The available constraint, after computing the type family, is

C a a m ~ C a' a' m'

but that doesn't simplify, nor should it, because there is no reason to assume C is injective. And the maddening thing is that the machine cares more than you about the possibility of finding a most general solution. You have a suitable solution in mind already, but the problem is to achieve communication when the default assumption is guesswork.

There are a number of strategies which might help you out of this jam. One is to use data families instead. Pro: injectivity no problem. Con: structor. (Warning, untested speculation below.)

class MonadPipe m where
  data C a b (m :: * -> *) r
  idT :: C a a m r
  (<-<) :: C b c m r -> C a b m r -> C a c m r

instance (MonadPipe m) => MonadPipe (StateT s m) where
  data C a b (StateT s m) r = StateTPipe (StateT s (C a b m) r)
  idT = StateTPipe . StateT $ \ s -> idT
  StateTPipe (StateT f) <-< StateTPipe (StateT g) =
    StateTPipe . StateT $ \ s - f s <-< g s

Another con is that the resulting data family is not automatically monadic, nor is it so very easy to unwrap it or make it monadic in a uniform way.

I'm thinking of trying out a pattern for these things where you keep your type family, but define a newtype wrapper for it

newtype WrapC a b m r = WrapC {unwrapC :: C a b m r}

then use WrapC in the types of the operations to keep the typechecker on the right track. I don't know if that's a good strategy, but I plan to find out, one of these days.

A more direct strategy is to use proxies, phantom types, and scoped type variables (although this example shouldn't need them). (Again, speculation warning.)

data Proxy (a :: *) = Poxy
data ProxyF (a :: * -> *) = PoxyF

class MonadPipe m where
  data C a b (m :: * -> *) r
  idT :: (Proxy a, ProxyF m) -> C a a m r
  ...

instance (MonadPipe m) => MonadPipe (StateT s m) where
  data C a b (StateT s m) r = StateTPipe (StateT s (C a b m) r)
  idT pp = StateTPipe . StateT $ \ s -> idT pp

That's just a crummy way of making the type applications explicit. Note that some people use a itself instead of Proxy a and pass undefined as the argument, thus failing to mark the proxy as such in the type and relying on not accidentally evaluating it. Recent progress with PolyKinds may at least mean we can have just one kind-polymorphic phantom proxy type. Crucially, the Proxy type constructors are injective, so my code really is saying "same parameters here as there".

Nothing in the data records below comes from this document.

//! Multi-result decode orchestration
//!
//! [`MultiBarcodeReader`] shares the single reader's preconditions and
//! rotation loop but has no fast path. Each call picks a multi-result
//! strategy from the current hints before the first attempt.

use tracing::debug;

use crate::binarizer::{Binarizer, DEFAULT_BINARIZER};
use crate::engine::{MultipleReader, Reader};
use crate::error::{BarcodeError, Result};
use crate::events::{SubscriptionId, Subscribers};
use crate::luminance::LuminanceFactory;
use crate::models::{BarcodeFormat, DecodeResult};
use crate::options::DecodeOptions;
use crate::reader::rotation::decode_with_rotation;

mod generic;

pub use generic::GenericMultipleReader;

/// Format served by the specialized multi-result reader
pub const FAST_PATH_FORMAT: BarcodeFormat = BarcodeFormat::QrCode;

/// Decodes every barcode it can find in an image of type `I`
pub struct MultiBarcodeReader<I: ?Sized> {
    options: DecodeOptions,
    luminance_factory: Option<Box<dyn LuminanceFactory<I>>>,
    binarizer: Option<Box<dyn Binarizer>>,
    engine: Box<dyn Reader>,
    specialized: Box<dyn MultipleReader>,
    result_found: Subscribers<DecodeResult>,
}

impl<I: ?Sized> MultiBarcodeReader<I> {
    /// `engine` backs the generic search, `specialized` handles
    /// [`FAST_PATH_FORMAT`]-only searches
    pub fn new(engine: impl Reader + 'static, specialized: impl MultipleReader + 'static) -> Self {
        Self {
            options: DecodeOptions::default(),
            luminance_factory: None,
            binarizer: None,
            engine: Box::new(engine),
            specialized: Box::new(specialized),
            result_found: Subscribers::new(),
        }
    }

    /// Set the image-to-luminance strategy
    pub fn with_luminance_factory(mut self, factory: impl LuminanceFactory<I> + 'static) -> Self {
        self.set_luminance_factory(factory);
        self
    }

    /// Replace the thresholding strategy
    pub fn with_binarizer(mut self, binarizer: impl Binarizer + 'static) -> Self {
        self.set_binarizer(binarizer);
        self
    }

    /// Replace the options
    pub fn with_options(mut self, options: DecodeOptions) -> Self {
        self.options = options;
        self
    }

    /// Set the image-to-luminance strategy
    pub fn set_luminance_factory(&mut self, factory: impl LuminanceFactory<I> + 'static) {
        self.luminance_factory = Some(Box::new(factory));
    }

    /// Replace the thresholding strategy
    pub fn set_binarizer(&mut self, binarizer: impl Binarizer + 'static) {
        self.binarizer = Some(Box::new(binarizer));
    }

    /// Current options
    pub fn options(&self) -> &DecodeOptions {
        &self.options
    }

    /// Mutable options
    pub fn options_mut(&mut self) -> &mut DecodeOptions {
        &mut self.options
    }

    /// Whether the next call will use the specialized reader
    pub fn uses_specialized_reader(&self) -> bool {
        self.options.hints().is_only_format(FAST_PATH_FORMAT)
    }

    /// Get notified of every result, in order, after orientation is reconciled
    pub fn subscribe_result_found<F>(&mut self, callback: F) -> SubscriptionId
    where
        F: Fn(&DecodeResult) + Send + Sync + 'static,
    {
        self.result_found.subscribe(callback)
    }

    /// Stop notifying a result subscriber
    pub fn unsubscribe_result_found(&mut self, id: SubscriptionId) -> bool {
        self.result_found.unsubscribe(id)
    }

    /// Decode every barcode in `image`
    ///
    /// Same preconditions and error behavior as
    /// [`BarcodeReader::decode`](crate::BarcodeReader::decode). Stops at the
    /// first rotation that yields a non-empty set; `Ok(None)` when none does.
    pub fn decode_multiple<'a>(
        &mut self,
        image: impl Into<Option<&'a I>>,
    ) -> Result<Option<Vec<DecodeResult>>>
    where
        I: 'a,
    {
        let factory = self
            .luminance_factory
            .as_deref()
            .ok_or_else(|| BarcodeError::configuration("no luminance factory configured"))?;
        let image = image
            .into()
            .ok_or_else(|| BarcodeError::argument("image must not be None"))?;

        let source = factory.create_luminance_source(image)?;
        let binarizer = self.binarizer.as_deref().unwrap_or(&DEFAULT_BINARIZER);
        let hints = self.options.hints();
        let use_specialized = hints.is_only_format(FAST_PATH_FORMAT);
        debug!(specialized = use_specialized, "multi decode strategy");

        let mut generic;
        let reader: &mut dyn MultipleReader = if use_specialized {
            &mut self.specialized
        } else {
            generic = GenericMultipleReader::new(&mut self.engine);
            &mut generic
        };

        let found = decode_with_rotation(source, binarizer, self.options.auto_rotate(), |bitmap| {
            Ok(reader
                .decode_multiple(bitmap, hints)?
                .filter(|results| !results.is_empty()))
        })?;

        let Some((mut results, rotation)) = found else {
            debug!("no barcodes found");
            return Ok(None);
        };

        for result in &mut results {
            result.add_rotation(rotation);
        }
        debug!(count = results.len(), rotation, "barcodes found");
        for result in &results {
            self.result_found.publish(result);
        }
        Ok(Some(results))
    }
}

#[cfg(test)]
mod tests {
    use super::*;
    use crate::binarizer::BinaryBitmap;
    use crate::hints::DecodeHints;
    use crate::luminance::{GrayLuminanceSource, LuminanceSource};

    struct Nothing;

    impl Reader for Nothing {
        fn decode(&mut self, _: &BinaryBitmap, _: &DecodeHints) -> Result<Option<DecodeResult>> {
            Ok(None)
        }
        fn decode_with_state(&mut self, _: &BinaryBitmap) -> Result<Option<DecodeResult>> {
            Ok(None)
        }
    }

    struct Pair;

    impl MultipleReader for Pair {
        fn decode_multiple(
            &mut self,
            _: &BinaryBitmap,
            _: &DecodeHints,
        ) -> Result<Option<Vec<DecodeResult>>> {
            Ok(Some(vec![
                DecodeResult::new(BarcodeFormat::QrCode, "a"),
                DecodeResult::new(BarcodeFormat::QrCode, "b"),
            ]))
        }
    }

    fn gray(pixels: &Vec<u8>) -> Result<Box<dyn LuminanceSource>> {
        Ok(Box::new(GrayLuminanceSource::new(pixels.clone(), 2, 2)?))
    }

    #[test]
    fn test_strategy_follows_possible_formats() {
        let mut reader = MultiBarcodeReader::new(Nothing, Pair).with_luminance_factory(gray);
        let image = vec![0u8, 255, 255, 0];
        assert!(!reader.uses_specialized_reader());
        assert!(reader.decode_multiple(&image).unwrap().is_none());

        reader
            .options_mut()
            .set_possible_formats(Some(vec![BarcodeFormat::QrCode]));
        assert!(reader.uses_specialized_reader());
        let results = reader.decode_multiple(&image).unwrap().unwrap();
        let texts: Vec<_> = results.iter().map(|r| r.text.as_str()).collect();
        assert_eq!(texts, ["a", "b"]);
    }

    #[test]
    fn test_preconditions() {
        let mut reader: MultiBarcodeReader<Vec<u8>> = MultiBarcodeReader::new(Nothing, Pair);
        assert!(matches!(
            reader.decode_multiple(None),
            Err(BarcodeError::Configuration { .. })
        ));
    }
}
//! Luminance sources
//!
//! A [`LuminanceSource`] is the orchestrator's only view of an image: 8-bit
//! grayscale intensities plus optional rotate/crop capabilities. Callers plug
//! their own image type in through a [`LuminanceFactory`].
//!
//! - [`GrayLuminanceSource`]: owned grayscale buffer, rotatable and croppable
//! - [`convert`]: RGB/RGBA to luma conversion
//! - [`image_adapter`]: factories for `image` crate buffers

use std::borrow::Cow;

use crate::error::{BarcodeError, Result};

pub mod convert;
pub mod gray;
pub mod image_adapter;

pub use gray::GrayLuminanceSource;
pub use image_adapter::ImageLuminanceFactory;

/// Grayscale intensity access for an image
///
/// Implementations are immutable: rotation and cropping return new sources.
pub trait LuminanceSource: Send + Sync {
    /// Width in pixels
    fn width(&self) -> usize;

    /// Height in pixels
    fn height(&self) -> usize;

    /// Whole image, row-major, one byte per pixel (0 = black, 255 = white)
    fn matrix(&self) -> Cow<'_, [u8]>;

    /// One row of luminance values
    fn row(&self, y: usize) -> Cow<'_, [u8]> {
        let width = self.width();
        let start = y * width;
        match self.matrix() {
            Cow::Borrowed(all) => Cow::Borrowed(&all[start..start + width]),
            Cow::Owned(all) => Cow::Owned(all[start..start + width].to_vec()),
        }
    }

    /// Whether [`LuminanceSource::rotate_counter_clockwise`] is available
    fn is_rotate_supported(&self) -> bool {
        false
    }

    /// A new source showing this image turned 90° counterclockwise
    fn rotate_counter_clockwise(&self) -> Result<Box<dyn LuminanceSource>> {
        Err(BarcodeError::Unsupported {
            operation: "rotate_counter_clockwise",
        })
    }

    /// Whether [`LuminanceSource::crop`] is available
    fn is_crop_supported(&self) -> bool {
        false
    }

    /// A new source showing the given sub-rectangle
    fn crop(
        &self,
        _left: usize,
        _top: usize,
        _width: usize,
        _height: usize,
    ) -> Result<Box<dyn LuminanceSource>> {
        Err(BarcodeError::Unsupported { operation: "crop" })
    }
}

/// Converts a caller image of type `I` into a luminance source
///
/// Any `Fn(&I) -> Result<Box<dyn LuminanceSource>>` closure is a factory.
pub trait LuminanceFactory<I: ?Sized> {
    /// Build a source for `image`
    fn create_luminance_source(&self, image: &I) -> Result<Box<dyn LuminanceSource>>;
}

impl<I, F> LuminanceFactory<I> for F
where
    I: ?Sized,
    F: Fn(&I) -> Result<Box<dyn LuminanceSource>>,
{
    fn create_luminance_source(&self, image: &I) -> Result<Box<dyn LuminanceSource>> {
        self(image)
    }
}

But there are times when I wish that I could drop to the System FC level in source code, or otherwise express a clear manual override for type inference. Such things are quite standard in the dependently typed community, where nobody imagines that the machine can figure everything out without a nudge here and there, or that hidden arguments carry no information worth inspecting. It's quite common that hidden arguments to a function can be suppressed at usage sites but need to be made explicit within the definition. The present situation in Haskell is based on a cultural assumption that "type inference is enough" which has been off the rails for a generation but still somehow persists.